GOAL OF THE EXERCISE — Transcribe the full listing with no word altered.

━━━ DATASET RECORDS ━━━

//! In-memory store of repositories that received a commit since the user
//! last looked.
//!
//! Keyed by repository full name (`owner/repo`). Last write wins, entries are
//! removed only by explicit acknowledgement or eviction, and nothing survives
//! a restart.

use std::sync::Mutex;

use chrono::{DateTime, Utc};
use dashmap::DashMap;
use serde::{Deserialize, Serialize};

/// The last commit notification seen for a repository.
#[derive(Debug, Clone, PartialEq, Serialize, Deserialize)]
#[serde(rename_all = "camelCase")]
pub struct PendingUpdate {
    pub sha: String,
    pub message: String,
    pub timestamp: DateTime<Utc>,
    /// Repository object as delivered by GitHub
    pub repository: serde_json::Value,
    #[serde(skip_serializing_if = "Option::is_none")]
    pub installation_id: Option<u64>,
}

/// Bounded, concurrent pending-update map. Shared through `AppState`.
#[derive(Debug)]
pub struct PendingUpdates {
    entries: DashMap<String, PendingUpdate>,
    capacity: usize,
    /// Serializes `record` so the capacity check, eviction and insert
    /// happen as one step.
    insert_lock: Mutex<()>,
}

impl PendingUpdates {
    pub fn with_capacity(capacity: usize) -> Self {
        Self {
            entries: DashMap::new(),
            capacity: capacity.max(1),
            insert_lock: Mutex::new(()),
        }
    }

    /// Store `update` under `full_name`, replacing any previous entry.
    /// Inserting a new key into a full store evicts the oldest entry.
    pub fn record(&self, full_name: &str, update: PendingUpdate) {
        let _guard = self.insert_lock.lock().unwrap_or_else(|e| e.into_inner());
        if !self.entries.contains_key(full_name) {
            while self.entries.len() >= self.capacity {
                let Some(oldest) = self.oldest_key() else { break };
                self.entries.remove(&oldest);
                tracing::warn!(repo = %oldest, capacity = self.capacity, "Evicted pending update");
            }
        }
        self.entries.insert(full_name.to_string(), update);
    }

    pub fn get(&self, full_name: &str) -> Option<PendingUpdate> {
        self.entries.get(full_name).map(|e| e.value().clone())
    }

    /// Acknowledge one repository. Returns whether an entry was removed.
    pub fn clear(&self, full_name: &str) -> bool {
        self.entries.remove(full_name).is_some()
    }

    /// Most recent pending update for any repository of an installation.
    pub fn find_by_installation(&self, installation_id: u64) -> Option<(String, PendingUpdate)> {
        self.entries
            .iter()
            .filter(|e| e.value().installation_id == Some(installation_id))
            .max_by_key(|e| e.value().timestamp)
            .map(|e| (e.key().clone(), e.value().clone()))
    }

    /// Acknowledge every repository of an installation. Returns how many
    /// entries were removed.
    pub fn clear_installation(&self, installation_id: u64) -> usize {
        let before = self.entries.len();
        self.entries
            .retain(|_, update| update.installation_id != Some(installation_id));
        before.saturating_sub(self.entries.len())
    }

    pub fn len(&self) -> usize {
        self.entries.len()
    }

    pub fn is_empty(&self) -> bool {
        self.entries.is_empty()
    }

    pub fn capacity(&self) -> usize {
        self.capacity
    }

    fn oldest_key(&self) -> Option<String> {
        self.entries
            .iter()
            .min_by_key(|e| e.value().timestamp)
            .map(|e| e.key().clone())
    }
}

━━━

SOLUTION FOR THIS EXERCISE —
//! In-memory store of repositories that received a commit since the user
//! last looked.
//!
//! Keyed by repository full name (`owner/repo`). Last write wins, entries are
//! removed only by explicit acknowledgement or eviction, and nothing survives
//! a restart.

use std::sync::Mutex;

use chrono::{DateTime, Utc};
use dashmap::DashMap;
use serde::{Deserialize, Serialize};

/// The last commit notification seen for a repository.
#[derive(Debug, Clone, PartialEq, Serialize, Deserialize)]
#[serde(rename_all = "camelCase")]
pub struct PendingUpdate {
    pub sha: String,
    pub message: String,
    pub timestamp: DateTime<Utc>,
    /// Repository object as delivered by GitHub
    pub repository: serde_json::Value,
    #[serde(skip_serializing_if = "Option::is_none")]
    pub installation_id: Option<u64>,
}

/// Bounded, concurrent pending-update map. Shared through `AppState`.
#[derive(Debug)]
pub struct PendingUpdates {
    entries: DashMap<String, PendingUpdate>,
    capacity: usize,
    /// Serializes `record` so the capacity check, eviction and insert
    /// happen as one step.
    insert_lock: Mutex<()>,
}

impl PendingUpdates {
    pub fn with_capacity(capacity: usize) -> Self {
        Self {
            entries: DashMap::new(),
            capacity: capacity.max(1),
            insert_lock: Mutex::new(()),
        }
    }

    /// Store `update` under `full_name`, replacing any previous entry.
    /// Inserting a new key into a full store evicts the oldest entry.
    pub fn record(&self, full_name: &str, update: PendingUpdate) {
        let _guard = self.insert_lock.lock().unwrap_or_else(|e| e.into_inner());
        if !self.entries.contains_key(full_name) {
            while self.entries.len() >= self.capacity {
                let Some(oldest) = self.oldest_key() else { break };
                self.entries.remove(&oldest);
                tracing::warn!(repo = %oldest, capacity = self.capacity, "Evicted pending update");
            }
        }
        self.entries.insert(full_name.to_string(), update);
    }

    pub fn get(&self, full_name: &str) -> Option<PendingUpdate> {
        self.entries.get(full_name).map(|e| e.value().clone())
    }

    /// Acknowledge one repository. Returns whether an entry was removed.
    pub fn clear(&self, full_name: &str) -> bool {
        self.entries.remove(full_name).is_some()
    }

    /// Most recent pending update for any repository of an installation.
    pub fn find_by_installation(&self, installation_id: u64) -> Option<(String, PendingUpdate)> {
        self.entries
            .iter()
            .filter(|e| e.value().installation_id == Some(installation_id))
            .max_by_key(|e| e.value().timestamp)
            .map(|e| (e.key().clone(), e.value().clone()))
    }

    /// Acknowledge every repository of an installation. Returns how many
    /// entries were removed.
    pub fn clear_installation(&self, installation_id: u64) -> usize {
        let before = self.entries.len();
        self.entries
            .retain(|_, update| update.installation_id != Some(installation_id));
        before.saturating_sub(self.entries.len())
    }

    pub fn len(&self) -> usize {
        self.entries.len()
    }

    pub fn is_empty(&self) -> bool {
        self.entries.is_empty()
    }

    pub fn capacity(&self) -> usize {
        self.capacity
    }

    fn oldest_key(&self) -> Option<String> {
        self.entries
            .iter()
            .min_by_key(|e| e.value().timestamp)
            .map(|e| e.key().clone())
    }
}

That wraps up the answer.